# Opensearch relationships 

The next document will describe the different storage options for managing relationships inside opensearch and how they are 
used in the context of modeling a graph storage.

## Index Mapping 
Index mapping allows the creation of a structure for an index. This structure can be static or dynamic and allows different representations
of data according to specific needs.

During the next examples we will discuss how to represent relationship between two document - 

**Object type** —

This type of objects embedding allows you to have an object (with its own fields and values) as the value of a field in your document.
For example, your address field for an event could be an object with its own fields:
    city, postal code, street name, and so on.
You could even have an array of addresses if the same event happens in multiple cities.


**Nested documents**—

The problem you may have with the object type storage is that all the data is stored in the same document, so matches for a search can go across sub-documents.
For example, city=Paris AND street_name=Broadway could return an event that’s hosted in New York and Paris at the same time, even though there’s no Broadway street in Paris.

Nested documents allow you to index the document in a manner that will keep your addresses in separate Lucene documents, making  searches like city=New York & street_name=Broadway return the expected result.


**Parent-child relationships between documents**—

This type of storage schema allows you to use a completely separate documents for different types of data, like events and groups, but still define a relationship between them.
For example, you can have groups as parents of events to indicate which event hosts which group.

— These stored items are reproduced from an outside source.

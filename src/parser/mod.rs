//! Markup extraction
//!
//! Turns the origin's table-based pages into the typed records in
//! [`crate::models`]. Every function here is pure: the same input always
//! yields the same record, and missing optional fields come back as `None`
//! rather than as an error.

pub mod comments;
pub mod html;
pub mod sanitize;
pub mod selectors;

// Re-export main extractor and public helpers
pub use comments::build_comment_tree;
pub use html::{Extractor, DEFAULT_INDENT_UNIT};

use scraper::ElementRef;

use crate::parser::sanitize::item_id_from_url;
use crate::parser::selectors::{AGE, ITEM_LINK, USER_LINK};
use crate::utils::{leading_int, normalize_whitespace};

/// Collected, trimmed text of an element
pub(crate) fn text_of(el: ElementRef<'_>) -> String {
    el.text().collect::<String>().trim().to_string()
}

/// Submitter name inside a metadata cell, `None` when the link is missing or blank
pub(crate) fn user_in(scope: ElementRef<'_>) -> Option<String> {
    scope
        .select(&USER_LINK)
        .next()
        .map(text_of)
        .filter(|user| !user.is_empty())
}

/// Relative age text of a metadata cell
///
/// Older layouts put the age as a bare text node right after the user link
/// (`by pg 2 hours ago |`). Newer ones wrap it in `.age`. The first item link
/// is the last resort.
pub(crate) fn time_ago_in(scope: ElementRef<'_>) -> String {
    let after_user = scope
        .select(&USER_LINK)
        .next()
        .and_then(|link| link.next_sibling())
        .and_then(|node| {
            node.value()
                .as_text()
                .map(|text| text.replace('|', "").trim().to_string())
        })
        .filter(|text| !text.is_empty());

    after_user
        .or_else(|| scope.select(&AGE).next().map(text_of))
        .or_else(|| scope.select(&ITEM_LINK).next().map(text_of))
        .map(|text| normalize_whitespace(&text))
        .unwrap_or_default()
}

/// Id of the first `item?id=` link in scope
pub(crate) fn first_item_id(scope: ElementRef<'_>) -> Option<u64> {
    scope
        .select(&ITEM_LINK)
        .next()
        .and_then(|link| link.value().attr("href"))
        .and_then(item_id_from_url)
}

/// Points from a `span[id^=score]` style text such as `"118 points"`
pub(crate) fn points_from(text: &str) -> Option<u32> {
    leading_int(text).and_then(|points| u32::try_from(points).ok())
}

/// Returns true when a row has a direct `td` child carrying `class`
pub(crate) fn has_cell_class(row: ElementRef<'_>, class: &str) -> bool {
    row.children()
        .filter_map(ElementRef::wrap)
        .any(|cell| cell.value().name() == "td" && cell.value().classes().any(|c| c == class))
}

/// Next sibling element with the given tag name
pub(crate) fn next_sibling_named<'a>(el: ElementRef<'a>, name: &str) -> Option<ElementRef<'a>> {
    el.next_siblings()
        .filter_map(ElementRef::wrap)
        .find(|sibling| sibling.value().name() == name)
}

/// Parent element, skipping over non-element nodes
pub(crate) fn parent_element(el: ElementRef<'_>) -> Option<ElementRef<'_>> {
    el.parent().and_then(ElementRef::wrap)
}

This type of mapping allow you to search for events hosted by groups or for groups that host events about some popular fashion item.


**Denormalizing** —

This is a general technique for duplicating data in order to represent relationships.

In opensearch, you’re likely to employ it to represent many-to-many relationships because other options work only on one-to-one / one-to-many.
For example, all groups have members, and members could belong to multiple groups. You can duplicate one side of the relationship by including all the members of a group in that group’s document.

This technique is also useful the direction of the search is unknown in advanced - the duplication allows for the entire search to be resolved in a single index - 
no matter which side of the relation the query has begun.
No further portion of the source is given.